Ahmed Arif’in şiirinde bahsettiği ‘baharın’ memlekete geleceğine inanan Erkal’la, “Günümüzde yaşasaydı yine baskıcı iktidarı eleştiren biri olacaktı” dediği usta şairi, onun yaşadıklarının Türkiye hakkında anlattıklarını ve ‘Şahdamarım’ı konuştuk…
Pandemideki ara sonrasında yeniden sahnede olmak nasıl, evdeki süreci nasıl değerlendirdiniz?
Benim gibi sahnede yaşayan biri için yeniden doğmak gibi bir şey. İzleyicimize kavuşabildiğimiz gün bayram ediyoruz. Evdeki süreçte boş durmadım arşivimizdeki eski oyunları YouTube kanalımda gösterime açtım. Onları tanıtıcı videolar hazırladım. Nâzım Hikmet’in ‘Kuvayı Milliye’sini canlı olarak görüntülü kaydettim. DVD’li kitap olarak yayımlandı. Sanat hayatımı yansıtan uzun metrajlı bir belgeselin senaryosunu yazdım ve oynadım. Yakında gösterime girecek. Ve tabii esas işim Ahmed Arif’in yapıtlarından uyarladığım ‘Şahdamarım’ın hazırlık ve prova süreci oldu.
Geçmişteki oyunlarınızda Nâzım Hikmet’e, Brecht’e, Marx’a ‘selam yolladınız.’ Bu kez de ölümünün 30’uncu yılında Ahmed Arif’e. Neden Ahmed Arif?
Uzun yıllar boyu gizliden niyetlendiğim bir projeydi. Günün birinde mutlak onu, Nâzım’dan sonra beni en çok etkileyen ozanı sahneye getirmek istiyordum. Pandemi dönemi bu zorlu projeye gerektiği gibi hazırlanacak vakit sağladı. Oyunun metninin oluşmasından müziğine, sahnelenmesine kadar bütün gösterinin ortaya çıkması için tam bir yıllık yoğun bir emek gerekti.
Hayattayken basılan tek kitabı var. Metin nasıl oluştu?

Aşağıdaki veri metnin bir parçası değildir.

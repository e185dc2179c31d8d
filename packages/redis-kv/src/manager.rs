//! Connection management: dial settings and the r2d2 glue.

use std::time::Duration;

use redis::{ConnectionAddr, ConnectionInfo, RedisConnectionInfo};

const DEFAULT_PORT: u16 = 6379;
const DEFAULT_MAX_CONNECTIONS: u32 = 1000;
const DEFAULT_WARM_IDLE: u32 = 2;
const DEFAULT_IDLE_TIMEOUT: Duration = Duration::from_secs(240);
const DEFAULT_CHECKOUT_TIMEOUT: Duration = Duration::from_secs(5);

/// Limits and connection details for one named pool.
///
/// The defaults keep a small warm set of idle connections while allowing a
/// large burst of concurrent borrows.
#[derive(Debug, Clone)]
pub struct PoolSettings {
    /// `host:port` of the Redis server.
    pub endpoint: String,
    /// Password sent during the handshake, if the server requires one.
    pub credential: Option<String>,
    /// Database index selected after connecting.
    pub database: i64,
    /// Upper bound on connections a pool may hold, idle or borrowed.
    pub max_connections: u32,
    /// Idle connections the pool keeps ready between borrows.
    pub warm_idle: u32,
    /// Idle connections older than this are closed.
    pub idle_timeout: Duration,
    /// How long a borrow waits for a free slot or a successful dial before
    /// failing.
    pub checkout_timeout: Duration,
}

impl PoolSettings {
    pub fn new(endpoint: impl Into<String>) -> Self {
        Self {
            endpoint: endpoint.into(),
            credential: None,
            database: 0,
            max_connections: DEFAULT_MAX_CONNECTIONS,
            warm_idle: DEFAULT_WARM_IDLE,
            idle_timeout: DEFAULT_IDLE_TIMEOUT,
            checkout_timeout: DEFAULT_CHECKOUT_TIMEOUT,
        }
    }

    pub fn with_credential(mut self, credential: impl Into<String>) -> Self {
        self.credential = Some(credential.into());
        self
    }

    pub fn with_database(mut self, database: i64) -> Self {
        self.database = database;
        self
    }

    pub fn with_warm_idle(mut self, warm_idle: u32) -> Self {
        self.warm_idle = warm_idle;
        self
    }

    pub fn with_checkout_timeout(mut self, checkout_timeout: Duration) -> Self {
        self.checkout_timeout = checkout_timeout;
        self
    }
}

/// Dials Redis connections for a pool and probes them before reuse.
///
/// The dial is one atomic setup step: open the transport connection,
/// authenticate when a credential is configured, select the database. Any
/// step failing fails the whole dial; the pool retries until the checkout
/// timeout is exhausted. Borrowed connections are health-checked with PING
/// first, so a connection severed while idle is discarded and replaced
/// instead of being handed out.
pub struct ConnectionManager {
    info: ConnectionInfo,
}

impl ConnectionManager {
    pub fn new(settings: &PoolSettings) -> Self {
        let (host, port) = split_endpoint(&settings.endpoint);
        let info = ConnectionInfo {
            addr: ConnectionAddr::Tcp(host, port),
            redis: RedisConnectionInfo {
                db: settings.database,
                username: None,
                password: settings.credential.clone(),
                ..Default::default()
            },
        };
        Self { info }
    }
}

impl r2d2::ManageConnection for ConnectionManager {
    type Connection = redis::Connection;
    type Error = redis::RedisError;

    fn connect(&self) -> Result<redis::Connection, redis::RedisError> {
        let client = redis::Client::open(self.info.clone())?;
        client.get_connection()
    }

    fn is_valid(&self, conn: &mut redis::Connection) -> Result<(), redis::RedisError> {
        redis::cmd("PING").query(conn)
    }

    fn has_broken(&self, _conn: &mut redis::Connection) -> bool {
        false
    }
}

/// Lenient `host:port` split. A missing or unparseable port falls back to the
/// default Redis port; a nonsense endpoint then simply fails at dial time.
fn split_endpoint(endpoint: &str) -> (String, u16) {
    match endpoint.rsplit_once(':') {
        Some((host, port)) => match port.parse() {
            Ok(port) => (host.to_string(), port),
            Err(_) => (endpoint.to_string(), DEFAULT_PORT),
        },
        None => (endpoint.to_string(), DEFAULT_PORT),
    }
}

#[cfg(test)]
mod tests {
    use super::*;

    #[test]
    fn settings_defaults() {
        let settings = PoolSettings::new("127.0.0.1:6379");
        assert_eq!(settings.max_connections, 1000);
        assert_eq!(settings.warm_idle, 2);
        assert_eq!(settings.idle_timeout, Duration::from_secs(240));
        assert_eq!(settings.credential, None);
        assert_eq!(settings.database, 0);
    }

    #[test]
    fn settings_builders() {
        let settings = PoolSettings::new("127.0.0.1:6379")
            .with_credential("sesame")
            .with_database(5)
            .with_warm_idle(0)
            .with_checkout_timeout(Duration::from_millis(300));
        assert_eq!(settings.credential.as_deref(), Some("sesame"));
        assert_eq!(settings.database, 5);
        assert_eq!(settings.warm_idle, 0);
        assert_eq!(settings.checkout_timeout, Duration::from_millis(300));
    }

    #[test]
    fn endpoint_with_port() {
        assert_eq!(
            split_endpoint("10.0.0.1:6390"),
            ("10.0.0.1".to_string(), 6390)
        );
    }

    #[test]
    fn endpoint_without_port_gets_default() {
        assert_eq!(split_endpoint("localhost"), ("localhost".to_string(), 6379));
    }

    #[test]
    fn endpoint_with_bad_port_gets_default() {
        assert_eq!(
            split_endpoint("localhost:whoops"),
            ("localhost:whoops".to_string(), 6379)
        );
    }
}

Şiirleri birbirine bağlamak için onun büyük sevdası Leyla Erbil’e yazdığı mektupları, Refik Durbaş’ın Cumhuriyet gazetesinde çıkan uzun soluklu söyleşisinden alıntıları kullandım. Zeynep Oral’ın ve Şeyhmus Diken’in konuyla ilgili kitapları çok işime yaradı. Bir de müzik var tabii. Gösteride önemli bir ağırlığı var. Şiirlerinden bestelenen bilindik parçalar dışında bana sahnede eşlik eden usta müzisyen arkadaşlarım Ercan ve Gökhan Çağıra kardeşler altı yeni şiiri bestelediler ve sahnede canlı olarak çalıp söylüyorlar.

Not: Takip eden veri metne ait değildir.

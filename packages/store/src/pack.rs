//! Line-oriented decoder for language-pack files.
//!
//! A pack file is UTF-8 text. The first line is the language tag; every
//! following line is `<id><separator><text>`. The id must parse as a signed
//! integer once surrounding spaces are stripped; the text is kept verbatim,
//! empty or not. Lines that do not split into exactly two fields are not
//! records at all and are dropped without being counted.

use std::fs::File;
use std::io::{self, BufRead, BufReader, Lines};
use std::path::Path;

/// One decoded body line.
#[derive(Debug, Clone, PartialEq, Eq)]
pub enum ParsedLine {
    /// A well-formed record.
    Record { id: i64, text: String },
    /// The line had the right field shape but its identifier is not an
    /// integer. Counts toward the load estimate, never toward reality.
    BadId,
}

/// An open language-pack file, positioned after its tag line.
///
/// Iterating yields [`ParsedLine`]s for the remaining lines. A read failure
/// mid-file ends the stream; whatever was yielded before it stands.
pub struct PackFile {
    tag: String,
    separator: String,
    lines: Lines<BufReader<File>>,
}

impl PackFile {
    /// Open `path` and consume its tag line.
    ///
    /// The tag is trimmed of surrounding spaces (only spaces; a tab is part
    /// of the tag). Returns `Ok(None)` when the file is empty or the tag
    /// line is blank; such files carry no records.
    pub fn open(path: &Path, separator: &str) -> io::Result<Option<PackFile>> {
        let file = File::open(path)?;
        let mut lines = BufReader::new(file).lines();
        let tag = match lines.next() {
            Some(first) => first?.trim_matches(' ').to_string(),
            None => return Ok(None),
        };
        if tag.is_empty() {
            return Ok(None);
        }
        Ok(Some(PackFile {
            tag,
            separator: separator.to_string(),
            lines,
        }))
    }

    pub fn tag(&self) -> &str {
        &self.tag
    }
}

impl Iterator for PackFile {
    type Item = ParsedLine;

    fn next(&mut self) -> Option<ParsedLine> {
        loop {
            let line = match self.lines.next() {
                Some(Ok(line)) => line,
                Some(Err(_)) | None => return None,
            };
            let fields: Vec<&str> = line.split(self.separator.as_str()).collect();
            // A text value containing the separator breaks the two-field
            // shape; such lines are dropped rather than mis-parsed.
            if fields.len() != 2 {
                continue;
            }
            match fields[0].trim_matches(' ').parse::<i64>() {
                Ok(id) => {
                    return Some(ParsedLine::Record {
                        id,
                        text: fields[1].to_string(),
                    })
                }
                Err(_) => return Some(ParsedLine::BadId),
            }
        }
    }
}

‘Hala en çok okunan, sevilen sanatçılar…’
“Biz bu halkı sevdik ve bu ülkeyi işte bağışlanmaz korkunç suçumuz” diyor Ahmed Arif ‘Onur da Ağlar’ şiirinde. Oyunda da var. Sizce sürülen, hapse atılan aydın ve sanatçıların ortak kaderi mi bu yaşadığımız coğrafyada? Neden?
Evet düşünürseniz aynı kaderi yaşamış ne çok yazar, ozan, sanatçı, gazeteci, düşünür var ülkemizde. Saymakla bitmez. Hepsine canlarından bezdirecek kadar zulüm etmişiz. Oysa bugün onlar hala en çok okunan, en sevilen sanatçılar. Yasaklamakla, engellemekle hiçbir şey kazanılmıyor. Onlar pırıl pırıl, uzun yılları aşıp yüreğimizde yerlerini buluyorlar….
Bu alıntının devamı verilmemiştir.